Desire and ability in humans helps us achieve many amazing things, but it also ruins everything. We do things because we can, but we don’t make an extra step inside our heads and hearts and ask “is this what I do really necessary”? Advertising goes in hand with this attitude of modern times, and explains ordinary humans (in an entertaining way) the ultimate ease of acquiring things through feeling good.
But what unleashes that attitude at such a magnanimous scale, so that all of the world goes crazy after things? We can ask a question in the following form too: how come, after so many centuries of religious predominance in the world — states ruled together by kings and priests, maharajas and brahmins, the preponderance of strict, God-fearing postulates of life — we’ve ended up in a world that seems to be an opposite picture of austerity and penance?
The sad truth is that there’s no big difference between the industrial marketing and modern advertising on one side, and the marketing of religious doctrine on other side: they’re both very poorly constructed forms of marketing. The former is advertising a life of possibilities here and now and achieving it is easy — and at all expense.
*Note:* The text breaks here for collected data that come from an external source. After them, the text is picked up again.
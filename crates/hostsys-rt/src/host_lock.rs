//! The host's execution lock.
//!
//! The embedding host only makes progress while holding one exclusive
//! lock. Every blocking call in this crate brackets its native wait with a
//! [`HostYield`], which releases that lock on construction and takes it back
//! on drop, so timeouts, errors and early returns all restore it.

use crate::error::Result;
use crate::sync::{Condvar, Mutex, Timeout};

/// A host-wide lock that blocking calls hand off around their waits.
pub trait HostLock: Send + Sync {
    /// Give the lock up before blocking.
    fn release(&self);
    /// Take the lock back. Must not fail.
    fn acquire(&self);
}

/// For hosts without an execution lock.
#[derive(Debug, Default, Clone, Copy)]
pub struct NoHostLock;

impl HostLock for NoHostLock {
    fn release(&self) {}
    fn acquire(&self) {}
}

/// Releases the host lock for its lifetime.
#[must_use = "the host lock is re-acquired as soon as the guard is dropped"]
pub struct HostYield<'a> {
    host: &'a dyn HostLock,
}

impl<'a> HostYield<'a> {
    pub fn new(host: &'a dyn HostLock) -> Self {
        host.release();
        HostYield { host }
    }
}

impl Drop for HostYield<'_> {
    fn drop(&mut self) {
        self.host.acquire();
    }
}

/// A ready-made execution lock for hosts that do not bring their own.
///
/// Unlike a mutex guard, ownership is not tied to a scope: `enter` and
/// `leave` may be called from different stack frames of the same thread.
#[derive(Debug)]
pub struct ExecutionLock {
    held: Mutex<bool>,
    cond: Condvar,
}

impl ExecutionLock {
    pub fn new() -> Result<Self> {
        Ok(ExecutionLock {
            held: Mutex::new(false)?,
            cond: Condvar::new()?,
        })
    }

    pub fn enter(&self) {
        let mut held = self.held.lock();
        while *held {
            if let Err(err) = self.cond.wait_while(&mut held, Timeout::Infinite, |h| *h) {
                tracing::warn!(%err, "execution lock wait failed, retrying");
            }
        }
        *held = true;
    }

    pub fn leave(&self) {
        let mut held = self.held.lock();
        *held = false;
        drop(held);
        if let Err(err) = self.cond.signal() {
            tracing::warn!(%err, "execution lock signal failed");
        }
    }

    pub fn is_held(&self) -> bool {
        *self.held.lock()
    }
}

impl HostLock for ExecutionLock {
    fn release(&self) {
        self.leave();
    }

    fn acquire(&self) {
        self.enter();
    }
}

/// Host-supplied enter/leave callbacks, installed over the C ABI.
#[derive(Debug, Clone, Copy)]
pub struct CallbackHostLock {
    pub enter: extern "C" fn(),
    pub leave: extern "C" fn(),
}

impl HostLock for CallbackHostLock {
    fn release(&self) {
        (self.leave)();
    }

    fn acquire(&self) {
        (self.enter)();
    }
}
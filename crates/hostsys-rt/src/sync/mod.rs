//! Portable mutex, condition variable and auto-reset event.
//!
//! The native objects live in `unix.rs` (pthreads) or `fallback.rs`
//! (`parking_lot`). Everything above them is written against the same
//! small raw interface, so the contracts are identical on both backends:
//!
//! - `Condvar` waits atomically release the mutex and re-acquire it before
//!   returning, on every path.
//! - Every wait in this crate loops on an explicit predicate
//!   ([`Condvar::wait_while`]), so spurious or missed wakeups only cost a
//!   re-check.

#[cfg(unix)]
mod unix;
#[cfg(unix)]
use unix as imp;

#[cfg(not(unix))]
mod fallback;
#[cfg(not(unix))]
use fallback as imp;

use std::cell::UnsafeCell;
use std::fmt;
use std::marker::PhantomData;
use std::ops::{Deref, DerefMut};
use std::time::{Duration, Instant};

use crate::error::Result;
use crate::host_lock::{HostLock, HostYield};

/// How long a wait may block. Millisecond granularity, as the host sees it.
#[derive(Debug, Clone, Copy, PartialEq, Eq, Default)]
pub enum Timeout {
    #[default]
    Infinite,
    Millis(u64),
}

impl Timeout {
    pub fn from_millis(ms: u64) -> Self {
        Timeout::Millis(ms)
    }

    /// Host convention: a negative value means "wait forever".
    pub fn from_host_millis(ms: i64) -> Self {
        u64::try_from(ms).map_or(Timeout::Infinite, Timeout::Millis)
    }

    pub fn as_duration(self) -> Option<Duration> {
        match self {
            Timeout::Infinite => None,
            Timeout::Millis(ms) => Some(Duration::from_millis(ms)),
        }
    }

    fn deadline(self) -> Option<Instant> {
        self.as_duration().map(|d| Instant::now() + d)
    }
}

impl From<Option<Duration>> for Timeout {
    fn from(value: Option<Duration>) -> Self {
        match value {
            None => Timeout::Infinite,
            Some(d) => Timeout::Millis(u64::try_from(d.as_millis()).unwrap_or(u64::MAX)),
        }
    }
}

impl From<Duration> for Timeout {
    fn from(value: Duration) -> Self {
        Some(value).into()
    }
}

/// Outcome of a wait that did not fail.
#[derive(Debug, Clone, Copy, PartialEq, Eq)]
pub enum WaitStatus {
    Signaled,
    TimedOut,
}

impl WaitStatus {
    pub fn timed_out(self) -> bool {
        self == WaitStatus::TimedOut
    }
}

// ── Mutex ───────────────────────────────────────────────────────────

/// A non-reentrant native mutex guarding `T`.
pub struct Mutex<T> {
    raw: imp::RawMutex,
    data: UnsafeCell<T>,
}

unsafe impl<T: Send> Send for Mutex<T> {}
unsafe impl<T: Send> Sync for Mutex<T> {}

impl<T> Mutex<T> {
    pub fn new(value: T) -> Result<Self> {
        let raw = imp::RawMutex::new().inspect_err(|err| {
            tracing::warn!(%err, "mutex creation failed");
        })?;
        Ok(Mutex {
            raw,
            data: UnsafeCell::new(value),
        })
    }

    /// Block until the lock is held. Locking twice from one thread deadlocks.
    pub fn lock(&self) -> MutexGuard<'_, T> {
        unsafe { self.raw.lock() };
        MutexGuard {
            mutex: self,
            _not_send: PhantomData,
        }
    }

    pub fn into_inner(self) -> T {
        self.data.into_inner()
    }

    pub fn get_mut(&mut self) -> &mut T {
        self.data.get_mut()
    }
}

impl<T> fmt::Debug for Mutex<T> {
    fn fmt(&self, f: &mut fmt::Formatter<'_>) -> fmt::Result {
        f.debug_struct("Mutex").finish_non_exhaustive()
    }
}

/// Holds the mutex until dropped.
pub struct MutexGuard<'a, T> {
    mutex: &'a Mutex<T>,
    _not_send: PhantomData<*const ()>,
}

impl<T> Deref for MutexGuard<'_, T> {
    type Target = T;
    fn deref(&self) -> &T {
        unsafe { &*self.mutex.data.get() }
    }
}

impl<T> DerefMut for MutexGuard<'_, T> {
    fn deref_mut(&mut self) -> &mut T {
        unsafe { &mut *self.mutex.data.get() }
    }
}

impl<T> Drop for MutexGuard<'_, T> {
    fn drop(&mut self) {
        unsafe { self.mutex.raw.unlock() };
    }
}

// ── Condvar ─────────────────────────────────────────────────────────

/// A native condition variable. Pair it with one `Mutex` for its lifetime.
pub struct Condvar {
    raw: imp::RawCondvar,
}

impl Condvar {
    pub fn new() -> Result<Self> {
        let raw = imp::RawCondvar::new().inspect_err(|err| {
            tracing::warn!(%err, "condition variable creation failed");
        })?;
        Ok(Condvar { raw })
    }

    /// Release the guard's mutex, block until signaled or `timeout`, and
    /// re-acquire it. A single call may return `Signaled` spuriously.
    pub fn wait<T>(&self, guard: &mut MutexGuard<'_, T>, timeout: Timeout) -> Result<WaitStatus> {
        let mutex = &guard.mutex.raw;
        match timeout.as_duration() {
            None => {
                unsafe { self.raw.wait(mutex)? };
                Ok(WaitStatus::Signaled)
            }
            Some(d) => {
                let timed_out = unsafe { self.raw.wait_timeout(mutex, d)? };
                Ok(if timed_out {
                    WaitStatus::TimedOut
                } else {
                    WaitStatus::Signaled
                })
            }
        }
    }

    /// Wait while `condition` holds. Returns `TimedOut` only if the
    /// condition still holds when the deadline passes.
    pub fn wait_while<T, F>(
        &self,
        guard: &mut MutexGuard<'_, T>,
        timeout: Timeout,
        mut condition: F,
    ) -> Result<WaitStatus>
    where
        F: FnMut(&mut T) -> bool,
    {
        let deadline = timeout.deadline();
        while condition(&mut **guard) {
            let remaining = match deadline {
                None => Timeout::Infinite,
                Some(deadline) => {
                    let left = deadline.saturating_duration_since(Instant::now());
                    if left.is_zero() {
                        return Ok(WaitStatus::TimedOut);
                    }
                    // Round up so a sub-millisecond remainder still blocks.
                    Timeout::Millis(left.as_micros().div_ceil(1000) as u64)
                }
            };
            if self.wait(guard, remaining)?.timed_out() && condition(&mut **guard) {
                return Ok(WaitStatus::TimedOut);
            }
        }
        Ok(WaitStatus::Signaled)
    }

    /// Wake one waiter.
    pub fn signal(&self) -> Result<()> {
        self.raw.signal()
    }

    /// Wake every waiter.
    pub fn broadcast(&self) -> Result<()> {
        self.raw.broadcast()
    }
}

impl fmt::Debug for Condvar {
    fn fmt(&self, f: &mut fmt::Formatter<'_>) -> fmt::Result {
        f.debug_struct("Condvar").finish_non_exhaustive()
    }
}

// ── Event ───────────────────────────────────────────────────────────

/// Auto-reset event: a signal lets exactly one waiter through and the
/// event returns to non-signaled.
///
/// The `signaled` flag is checked under the event's own mutex, so a signal
/// that arrives before anyone waits is kept for the next waiter instead of
/// being lost.
#[derive(Debug)]
pub struct Event {
    signaled: Mutex<bool>,
    cond: Condvar,
}

impl Event {
    pub fn new() -> Result<Self> {
        Ok(Event {
            signaled: Mutex::new(false)?,
            cond: Condvar::new()?,
        })
    }

    pub fn signal(&self) -> Result<()> {
        let mut signaled = self.signaled.lock();
        *signaled = true;
        self.cond.signal()
    }

    pub fn wait(&self, timeout: Timeout) -> Result<WaitStatus> {
        let mut signaled = self.signaled.lock();
        let status = self.cond.wait_while(&mut signaled, timeout, |s| !*s)?;
        if status == WaitStatus::Signaled {
            *signaled = false;
        }
        Ok(status)
    }

    /// Like [`wait`](Self::wait), with the host execution lock released for
    /// the duration of the block. The host lock is held again on return,
    /// whatever the outcome.
    pub fn wait_with_host_yield(&self, host: &dyn HostLock, timeout: Timeout) -> Result<WaitStatus> {
        let _yield = HostYield::new(host);
        self.wait(timeout)
    }

    pub fn reset(&self) {
        *self.signaled.lock() = false;
    }

    pub fn is_signaled(&self) -> bool {
        *self.signaled.lock()
    }
}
The latter is advertising a better afterlife (i.e. Christianity, Islam, Hinduism), or no importance of existence at all (i.e. Buddhism in its various forms).
To a confused human, sick of seeing his or her children, father, mother, grandparents and the generations before suffering from diseases, poverty and lack of basic human rights, the choice is obvious — religious marketing offers nothing tangible and does absolutely nothing to help heal situation here, now. It only repeats silly doctrinal statements that are disproved by advances in science day after day.
The existence cannot be denied — the poor human surely experiences every bite of a mosquito and urge to have a breakfast in the morning — and the only marketing option there that supports existence here and now is material consumerism in various forms. It uses accumulated historical achievements and scientific insights to penetrate into every pore of human society and its needs.
Advance of consumerism cannot go forever following the current route. The fall is inevitable because nature has limits, and with every passing day our chances for better and easier tomorrow fade. Almost every educated man today believes our civilisation heads madly to a global disaster that will put an end to it.
However, as said above, the solution to the problem is usually within the problem. Both material consumerism and religions need a good dose of de-marketing, or getting down to Earth. In the world of religions it would mean that there should be an emphasis on deeper meaning of life here, now, and not only on life after. A religion should become more spiritual and immanent, not only dogmatic and concerned with the transcendent. In the world of materialistic consumerism de-marketing would mean the opposite, or thinking about the future. Everyone (ideally) should stop and reason: “If I only think about now, I’m gonna ruin the future of my children and the future of life. So I better don’t.”
When religion and material consumerism both turn their heads in opposite direction to where they were going so far, they’ll finally look at each other and see each other face to face. And that’s where something new, positive, and above all — life-affirming — can happen.
— Zvonimir Tosic
A most wonderful and cogent analysis of Religion–vs–consumerism. Its enlightening and poignant.